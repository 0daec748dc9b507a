///This macro creates a new error object with line info
#[macro_export]
macro_rules! err_create {
    ($t:expr) => {
        $crate::error::GuardError {
            inner: $crate::error::ErrorBag::from($t),
            msg: None,
            file: file!(),
            line: line!(),
            column: column!(),
        }
    };
}

///This macro creates a new error object with line info and formatted message
#[macro_export]
macro_rules! err_custom_create {
    ($($t:tt)*) => {
        $crate::error::GuardError {
            inner: $crate::error::ErrorBag::from($crate::error::CustomError::from_owned_string(format!($($t)*))),
            msg: None,
            file: file!(),
            line: line!(),
            column: column!(),
        }
    };
}

///This macro is wrapping error with line + file info without optional message
#[macro_export]
macro_rules! err_from {
    () => {
        |e| $crate::error::GuardError {
            inner: $crate::error::ErrorBag::from(e),
            msg: None,
            file: file!(),
            line: line!(),
            column: column!(),
        }
    };
}

///This macro is wrapping error with line + file info with optional message
///Message is formatted with arguments
#[macro_export]
macro_rules! err_from_msg {
    ($($t:tt)*) => {{
        |e| $crate::error::GuardError {
            inner: $crate::error::ErrorBag::from(e),
            msg: Some(format!($($t)*)),
            file: file!(),
            line: line!(),
            column: column!(),
        }
    }};
}
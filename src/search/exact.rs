use crate::catalog::CatalogItem;

/// Items whose name or category contains `normalized_query`, in catalog order.
///
/// Containment is binary, so no score is attached and nothing is reordered.
/// An empty query matches nothing.
pub fn exact_matches<'a>(items: &'a [CatalogItem], normalized_query: &str) -> Vec<&'a CatalogItem> {
    if normalized_query.is_empty() {
        return Vec::new();
    }

    items
        .iter()
        .filter(|item| {
            item.match_fields().is_some_and(|(name, category)| {
                name.to_lowercase().contains(normalized_query)
                    || category.to_lowercase().contains(normalized_query)
            })
        })
        .collect()
}

#[cfg(test)]
mod tests {
    use super::*;

    fn items() -> Vec<CatalogItem> {
        vec![
            CatalogItem::new("Verbal Reasoning", "Cognitive"),
            CatalogItem::new("Cognitive Ability Test", "Ability"),
            CatalogItem::new("OPQ32", "Personality"),
        ]
    }

    #[test]
    fn matches_name_or_category_case_insensitively() {
        let items = items();
        let found = exact_matches(&items, "cognitive");
        let names: Vec<_> = found.iter().filter_map(|i| i.name.as_deref()).collect();
        assert_eq!(names, vec!["Verbal Reasoning", "Cognitive Ability Test"]);
    }

    #[test]
    fn whole_query_is_one_substring() {
        let items = items();
        assert!(exact_matches(&items, "ability test").len() == 1);
        assert!(exact_matches(&items, "test ability").is_empty());
    }

    #[test]
    fn empty_query_matches_nothing() {
        assert!(exact_matches(&items(), "").is_empty());
    }
}
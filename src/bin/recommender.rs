use anyhow::{bail, Context, Result};
use assessment_recommender::{
    catalog::{Catalog, CatalogHandle},
    config::Config,
    evaluation::{self, round2},
    generation::{self, GeminiClient},
    server::{self, AppState},
    Recommender,
};
use clap::{Parser, Subcommand};
use serde_json::json;
use std::{path::PathBuf, sync::Arc};
use tracing_subscriber::EnvFilter;

#[derive(Parser)]
#[command(name = "recommender")]
#[command(about = "Recommend assessments from a catalog for a free-text query", long_about = None)]
struct Cli {
    /// Catalog CSV (overrides RECOMMENDER_CATALOG_PATH)
    #[arg(long, global = true)]
    catalog: Option<PathBuf>,

    #[command(subcommand)]
    command: Command,
}

#[derive(Subcommand)]
enum Command {
    /// Run the HTTP API
    Serve {
        /// Listen address (overrides RECOMMENDER_BIND_ADDR)
        #[arg(long)]
        bind: Option<std::net::SocketAddr>,
    },
    /// Print recommendations for one query as JSON
    Recommend { query: String },
    /// Compute Recall@K and AP@K over labeled cases
    Evaluate {
        /// JSON file of cases; the built-in cases are used when omitted
        #[arg(long)]
        cases: Option<PathBuf>,
        #[arg(short, long, default_value_t = evaluation::DEFAULT_K)]
        k: usize,
    },
    /// Ask the generative model for suggestions (needs GEMINI_API_KEY)
    Suggest { query: String },
}

#[tokio::main]
async fn main() -> Result<()> {
    tracing_subscriber::fmt()
        .with_env_filter(EnvFilter::from_default_env().add_directive(tracing::Level::INFO.into()))
        .with_writer(std::io::stderr)
        .with_ansi(false)
        .init();

    let cli = Cli::parse();
    let mut config = Config::from_env()?;
    if let Some(path) = cli.catalog {
        config.catalog_path = path;
    }

    match cli.command {
        Command::Serve { bind } => {
            if let Some(addr) = bind {
                config.bind_addr = addr;
            }
            cmd_serve(config).await
        }
        Command::Recommend { query } => cmd_recommend(&config, &query),
        Command::Evaluate { cases, k } => cmd_evaluate(cases, k),
        Command::Suggest { query } => cmd_suggest(&query).await,
    }
}

fn load_catalog(config: &Config) -> Result<Catalog> {
    Catalog::load(&config.catalog_path, &config.columns)
        .with_context(|| format!("cannot start without a catalog ({})", config.catalog_path.display()))
}

async fn cmd_serve(config: Config) -> Result<()> {
    let catalog = load_catalog(&config)?;
    let state = Arc::new(AppState {
        catalog: CatalogHandle::new(catalog),
        recommender: Recommender::new(config.matching),
        catalog_path: config.catalog_path.clone(),
        columns: config.columns.clone(),
    });
    server::serve(state, config.bind_addr).await
}

fn cmd_recommend(config: &Config, query: &str) -> Result<()> {
    let catalog = load_catalog(config)?;
    let results = Recommender::new(config.matching).recommend(&catalog, query)?;
    let output = json!({ "recommended_assessments": results });
    println!("{}", serde_json::to_string_pretty(&output)?);
    Ok(())
}

fn cmd_evaluate(cases_path: Option<PathBuf>, k: usize) -> Result<()> {
    let cases = match cases_path {
        Some(path) => evaluation::load_cases(&path)?,
        None => evaluation::builtin_cases(),
    };
    if cases.is_empty() {
        bail!("no evaluation cases to run");
    }

    let summary = evaluation::evaluate(&cases, k)?;
    let rows: Vec<_> = cases
        .iter()
        .zip(&summary.cases)
        .enumerate()
        .map(|(i, (case, report))| {
            json!({
                "case": i + 1,
                "query": case.query,
                format!("recall@{k}"): round2(report.recall),
                format!("map@{k}"): round2(report.average_precision),
            })
        })
        .collect();
    let output = json!({
        "k": k,
        "cases": rows,
        "average_recall": round2(summary.mean_recall),
        "average_map": round2(summary.mean_average_precision),
    });
    println!("{}", serde_json::to_string_pretty(&output)?);
    Ok(())
}

async fn cmd_suggest(query: &str) -> Result<()> {
    if query.trim().is_empty() {
        bail!("usage: recommender suggest <query>");
    }
    let client = GeminiClient::from_env()?;
    let table = generation::suggest(&client, query).await?;
    println!("{}", serde_json::to_string_pretty(&table)?);
    Ok(())
}
use super::{Catalog, CatalogItem, ColumnMap, Field};
use crate::error::LoadError;
use sha2::{Digest, Sha256};
use std::path::Path;
use tracing::{debug, info};

impl Catalog {
    /// Read a headered CSV catalog from disk.
    pub fn load(path: &Path, columns: &ColumnMap) -> Result<Self, LoadError> {
        if !path.exists() {
            return Err(LoadError::NotFound {
                path: path.to_path_buf(),
            });
        }
        let bytes = std::fs::read(path).map_err(|source| LoadError::Io {
            path: path.to_path_buf(),
            source,
        })?;
        let catalog = Self::from_csv_bytes(&bytes, &path.display().to_string(), columns)?;
        info!(
            path = %path.display(),
            items = catalog.len(),
            fingerprint = %&catalog.fingerprint()[..12],
            "Catalog loaded"
        );
        Ok(catalog)
    }

    /// Parse CSV bytes. `origin` only labels errors and the snapshot.
    pub fn from_csv_bytes(bytes: &[u8], origin: &str, columns: &ColumnMap) -> Result<Self, LoadError> {
        let malformed = |source| LoadError::Malformed {
            origin: origin.to_string(),
            source,
        };

        let mut reader = csv::ReaderBuilder::new()
            .has_headers(true)
            .trim(csv::Trim::All)
            .from_reader(bytes);

        let headers: Vec<String> = reader
            .headers()
            .map_err(malformed)?
            .iter()
            .map(str::to_string)
            .collect();

        let positions: Vec<(Field, Option<usize>)> = Field::ALL
            .iter()
            .map(|f| (*f, headers.iter().position(|h| h == columns.header(*f))))
            .collect();
        let absent: Vec<&str> = positions
            .iter()
            .filter(|(_, pos)| pos.is_none())
            .map(|(f, _)| columns.header(*f))
            .collect();
        if !absent.is_empty() {
            debug!(origin, ?absent, "Catalog lacks columns");
        }

        let mut items = Vec::new();
        for record in reader.records() {
            let record = record.map_err(malformed)?;
            let mut item = CatalogItem::default();
            for (field, pos) in &positions {
                let value = pos
                    .and_then(|i| record.get(i))
                    .filter(|v| !v.is_empty())
                    .map(str::to_string);
                set_field(&mut item, *field, value);
            }
            items.push(item);
        }

        Ok(Self::new(
            headers,
            columns.clone(),
            items,
            origin.to_string(),
            compute_fingerprint(bytes),
        ))
    }

    pub fn from_csv_str(text: &str, columns: &ColumnMap) -> Result<Self, LoadError> {
        Self::from_csv_bytes(text.as_bytes(), "inline", columns)
    }
}

fn set_field(item: &mut CatalogItem, field: Field, value: Option<String>) {
    let slot = match field {
        Field::Name => &mut item.name,
        Field::Category => &mut item.category,
        Field::Description => &mut item.description,
        Field::Url => &mut item.url,
        Field::Duration => &mut item.duration,
        Field::AdaptiveSupport => &mut item.adaptive_support,
        Field::RemoteSupport => &mut item.remote_support,
    };
    *slot = value;
}

pub fn compute_fingerprint(content: &[u8]) -> String {
    let mut hasher = Sha256::new();
    hasher.update(content);
    hex::encode(hasher.finalize())
}
//! Offline ranking-quality metrics.
//!
//! Recall@K and AP@K compare a predicted ranking against a hand-labeled,
//! unordered set of relevant item names. Membership is exact string equality.

use crate::error::InvalidInputError;
use serde::{Deserialize, Serialize};
use std::collections::HashSet;
use std::path::Path;

pub const DEFAULT_K: usize = 3;

#[derive(Debug, Clone, PartialEq, Eq, Serialize, Deserialize)]
pub struct EvaluationCase {
    /// Job description or query the labels were written for.
    pub query: String,
    pub expected: Vec<String>,
    pub predicted: Vec<String>,
}

impl EvaluationCase {
    pub fn new(query: &str, expected: &[&str], predicted: &[&str]) -> Self {
        Self {
            query: query.to_string(),
            expected: expected.iter().map(|s| s.to_string()).collect(),
            predicted: predicted.iter().map(|s| s.to_string()).collect(),
        }
    }
}

#[derive(Debug, Clone, Copy, PartialEq, Serialize, Deserialize)]
pub struct CaseReport {
    pub recall: f64,
    pub average_precision: f64,
}

#[derive(Debug, Clone, PartialEq, Serialize, Deserialize)]
pub struct EvaluationSummary {
    pub k: usize,
    pub cases: Vec<CaseReport>,
    pub mean_recall: f64,
    pub mean_average_precision: f64,
}

fn check_inputs(expected: &[String], k: usize) -> Result<HashSet<&str>, InvalidInputError> {
    if k == 0 {
        return Err(InvalidInputError::ZeroK);
    }
    let expected: HashSet<&str> = expected.iter().map(String::as_str).collect();
    if expected.is_empty() {
        return Err(InvalidInputError::EmptyExpected);
    }
    Ok(expected)
}

/// Share of distinct expected items that appear in the first `k` predictions.
pub fn recall_at_k(
    expected: &[String],
    predicted: &[String],
    k: usize,
) -> Result<f64, InvalidInputError> {
    let expected = check_inputs(expected, k)?;
    let found: HashSet<&str> = predicted
        .iter()
        .take(k)
        .map(String::as_str)
        .filter(|p| expected.contains(p))
        .collect();
    Ok(found.len() as f64 / expected.len() as f64)
}

/// Average precision over the first `k` predictions, normalized by
/// `min(distinct expected, k)`, the same set view recall uses. A prediction
/// repeating an earlier hit does not count again.
pub fn average_precision_at_k(
    expected: &[String],
    predicted: &[String],
    k: usize,
) -> Result<f64, InvalidInputError> {
    let expected = check_inputs(expected, k)?;
    let mut seen: HashSet<&str> = HashSet::new();
    let mut hits = 0usize;
    let mut score = 0.0;

    for (i, p) in predicted.iter().take(k).enumerate() {
        if expected.contains(p.as_str()) && seen.insert(p.as_str()) {
            hits += 1;
            score += hits as f64 / (i + 1) as f64;
        }
    }
    Ok(score / expected.len().min(k) as f64)
}

pub fn evaluate(cases: &[EvaluationCase], k: usize) -> Result<EvaluationSummary, InvalidInputError> {
    let reports = cases
        .iter()
        .map(|case| {
            Ok(CaseReport {
                recall: recall_at_k(&case.expected, &case.predicted, k)?,
                average_precision: average_precision_at_k(&case.expected, &case.predicted, k)?,
            })
        })
        .collect::<Result<Vec<_>, InvalidInputError>>()?;

    let mean = |f: fn(&CaseReport) -> f64| {
        if reports.is_empty() {
            0.0
        } else {
            reports.iter().map(f).sum::<f64>() / reports.len() as f64
        }
    };
    let mean_recall = mean(|r| r.recall);
    let mean_average_precision = mean(|r| r.average_precision);

    Ok(EvaluationSummary {
        k,
        cases: reports,
        mean_recall,
        mean_average_precision,
    })
}

/// Round to two decimals for display.
pub fn round2(value: f64) -> f64 {
    (value * 100.0).round() / 100.0
}

/// Hand-labeled cases for three job descriptions.
pub fn builtin_cases() -> Vec<EvaluationCase> {
    vec![
        EvaluationCase::new(
            "Sales Manager responsible for leading a B2B sales team",
            &["Sales Personality Test", "B2B Sales Simulation", "Leadership Potential Test"],
            &["Leadership Potential Test", "Sales Personality Test", "Time Management Test"],
        ),
        EvaluationCase::new(
            "Software Developer with focus on Python and problem-solving",
            &["Coding Simulation - Python", "Problem Solving Test", "Logical Reasoning Test"],
            &["Problem Solving Test", "Logical Reasoning Test", "Software Design Aptitude Test"],
        ),
        EvaluationCase::new(
            "Customer support executive for voice process",
            &["Communication Skills Test", "Customer Service Simulation", "Typing Speed Test"],
            &["Typing Speed Test", "Communication Skills Test", "Customer Empathy Test"],
        ),
    ]
}

/// Read cases from a JSON array of `{query, expected, predicted}` objects.
pub fn load_cases(path: &Path) -> anyhow::Result<Vec<EvaluationCase>> {
    use anyhow::Context;
    let text = std::fs::read_to_string(path)
        .with_context(|| format!("failed to read evaluation cases from {}", path.display()))?;
    serde_json::from_str(&text)
        .with_context(|| format!("invalid evaluation cases in {}", path.display()))
}
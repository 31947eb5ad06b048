//! Generative suggestions from the Gemini API.
//!
//! Only the interactive suggestion path uses this; `recommend` never does.
//! The client sits behind [`TextGenerator`] so hosts can swap in a stub.

use crate::error::ServiceError;
use async_trait::async_trait;
use serde::{Deserialize, Serialize};
use std::env;
use std::time::Duration;
use tracing::{debug, warn};

pub const DEFAULT_MODEL: &str = "gemini-1.5-pro-002";
pub const DEFAULT_TIMEOUT_SECS: u64 = 30;
const API_BASE: &str = "https://generativelanguage.googleapis.com/v1/models";

#[async_trait]
pub trait TextGenerator: Send + Sync {
    async fn generate(&self, prompt: &str) -> Result<String, ServiceError>;
}

#[derive(Debug, Clone)]
pub struct GeminiConfig {
    pub api_key: String,
    pub model: String,
    pub timeout: Duration,
}

impl GeminiConfig {
    /// Reads `GEMINI_API_KEY`, `GEMINI_MODEL` and `GEMINI_TIMEOUT_SECS`.
    pub fn from_env() -> Result<Self, ServiceError> {
        Self::from_lookup(|key| env::var(key).ok())
    }

    pub fn from_lookup(lookup: impl Fn(&str) -> Option<String>) -> Result<Self, ServiceError> {
        let api_key = lookup("GEMINI_API_KEY")
            .filter(|k| !k.trim().is_empty())
            .ok_or(ServiceError::MissingApiKey)?;
        let model = lookup("GEMINI_MODEL").unwrap_or_else(|| DEFAULT_MODEL.to_string());
        let timeout_secs = match lookup("GEMINI_TIMEOUT_SECS") {
            Some(raw) => raw.trim().parse::<u64>().map_err(|e| {
                ServiceError::InvalidConfig(format!("GEMINI_TIMEOUT_SECS={raw:?}: {e}"))
            })?,
            None => DEFAULT_TIMEOUT_SECS,
        };
        if timeout_secs == 0 {
            return Err(ServiceError::InvalidConfig(
                "GEMINI_TIMEOUT_SECS must be at least 1".to_string(),
            ));
        }

        Ok(Self {
            api_key,
            model,
            timeout: Duration::from_secs(timeout_secs),
        })
    }
}

#[derive(Clone)]
pub struct GeminiClient {
    config: GeminiConfig,
    client: reqwest::Client,
}

#[derive(Debug, Serialize)]
struct GenerateRequest {
    contents: Vec<Content>,
}

#[derive(Debug, Serialize, Deserialize)]
struct Content {
    parts: Vec<Part>,
}

#[derive(Debug, Serialize, Deserialize)]
struct Part {
    text: String,
}

#[derive(Debug, Deserialize)]
struct GenerateResponse {
    #[serde(default)]
    candidates: Vec<Candidate>,
}

#[derive(Debug, Deserialize)]
struct Candidate {
    content: Content,
}

impl GeminiClient {
    pub fn new(config: GeminiConfig) -> Result<Self, ServiceError> {
        let client = reqwest::Client::builder().timeout(config.timeout).build()?;
        Ok(Self { config, client })
    }

    pub fn from_env() -> Result<Self, ServiceError> {
        Self::new(GeminiConfig::from_env()?)
    }

    /// The key travels in the `x-goog-api-key` header, never in the URL.
    fn endpoint(&self) -> String {
        format!("{API_BASE}/{}:generateContent", self.config.model)
    }
}

#[async_trait]
impl TextGenerator for GeminiClient {
    async fn generate(&self, prompt: &str) -> Result<String, ServiceError> {
        let url = self.endpoint();
        let request = GenerateRequest {
            contents: vec![Content {
                parts: vec![Part {
                    text: prompt.to_string(),
                }],
            }],
        };

        debug!(model = %self.config.model, prompt_len = prompt.len(), "Calling generation API");
        let response = self
            .client
            .post(&url)
            .header("x-goog-api-key", &self.config.api_key)
            .json(&request)
            .send()
            .await
            .map_err(|e| {
                if e.is_timeout() {
                    ServiceError::Timeout(self.config.timeout)
                } else {
                    ServiceError::from(e)
                }
            })?;

        let status = response.status();
        if !status.is_success() {
            let body = response.text().await.unwrap_or_default();
            warn!(status = status.as_u16(), "Generation API returned an error");
            return Err(ServiceError::Status {
                status: status.as_u16(),
                body,
            });
        }

        let parsed: GenerateResponse = response.json().await?;
        extract_text(parsed)
    }
}

fn extract_text(response: GenerateResponse) -> Result<String, ServiceError> {
    response
        .candidates
        .into_iter()
        .next()
        .and_then(|c| c.content.parts.into_iter().next())
        .map(|p| p.text)
        .ok_or_else(|| ServiceError::MalformedResponse("no candidate text".to_string()))
}

/// Prompt asking the model for a CSV-style table of assessments.
pub fn build_suggestion_prompt(query: &str) -> String {
    format!(
        "You are an AI assistant that recommends SHL assessments based on job descriptions.\n\
         Given the job description below, suggest 3-10 SHL assessments in table format:\n\n\
         **Query:** {query}\n\n\
         **Output format (CSV-style)**:\n\
         Assessment Name,Assessment URL,Remote Testing Support,Adaptive/IRT Support,Duration,Test Type\n\
         Example Test,https://example.com,Yes,No,30 min,Personality\n"
    )
}

/// A table recovered from a generated reply: the first comma-bearing line is
/// the header, the rest are rows padded to a common width.
#[derive(Debug, Clone, PartialEq, Eq, Serialize)]
pub struct SuggestionTable {
    pub header: Vec<String>,
    pub rows: Vec<Vec<String>>,
}

pub fn parse_suggestion_table(reply: &str) -> Result<SuggestionTable, ServiceError> {
    let mut lines: Vec<Vec<String>> = reply
        .trim()
        .lines()
        .filter(|line| line.contains(','))
        .map(|line| line.trim().split(',').map(|cell| cell.trim().to_string()).collect())
        .collect();

    let width = lines.iter().map(Vec::len).max().ok_or_else(|| {
        ServiceError::MalformedResponse("reply contains no comma-separated rows".to_string())
    })?;
    for line in &mut lines {
        line.resize(width, String::new());
    }

    let header = lines.remove(0);
    Ok(SuggestionTable {
        header,
        rows: lines,
    })
}

/// Ask the generator for suggestions and parse its reply into a table.
pub async fn suggest(generator: &dyn TextGenerator, query: &str) -> Result<SuggestionTable, ServiceError> {
    let reply = generator.generate(&build_suggestion_prompt(query)).await?;
    parse_suggestion_table(&reply)
}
★ ★ ★ ★ ★ ★ ★
The line above containing "use std::time::Duration;", the line containing "#[derive(Debug, Clone)]", and every line between them are to be transcribed exactly; no other line is wanted.

**REPLY**
use std::time::Duration;
use tracing::{debug, warn};

pub const DEFAULT_MODEL: &str = "gemini-1.5-pro-002";
pub const DEFAULT_TIMEOUT_SECS: u64 = 30;
const API_BASE: &str = "https://generativelanguage.googleapis.com/v1/models";

#[async_trait]
pub trait TextGenerator: Send + Sync {
    async fn generate(&self, prompt: &str) -> Result<String, ServiceError>;
}

#[derive(Debug, Clone)]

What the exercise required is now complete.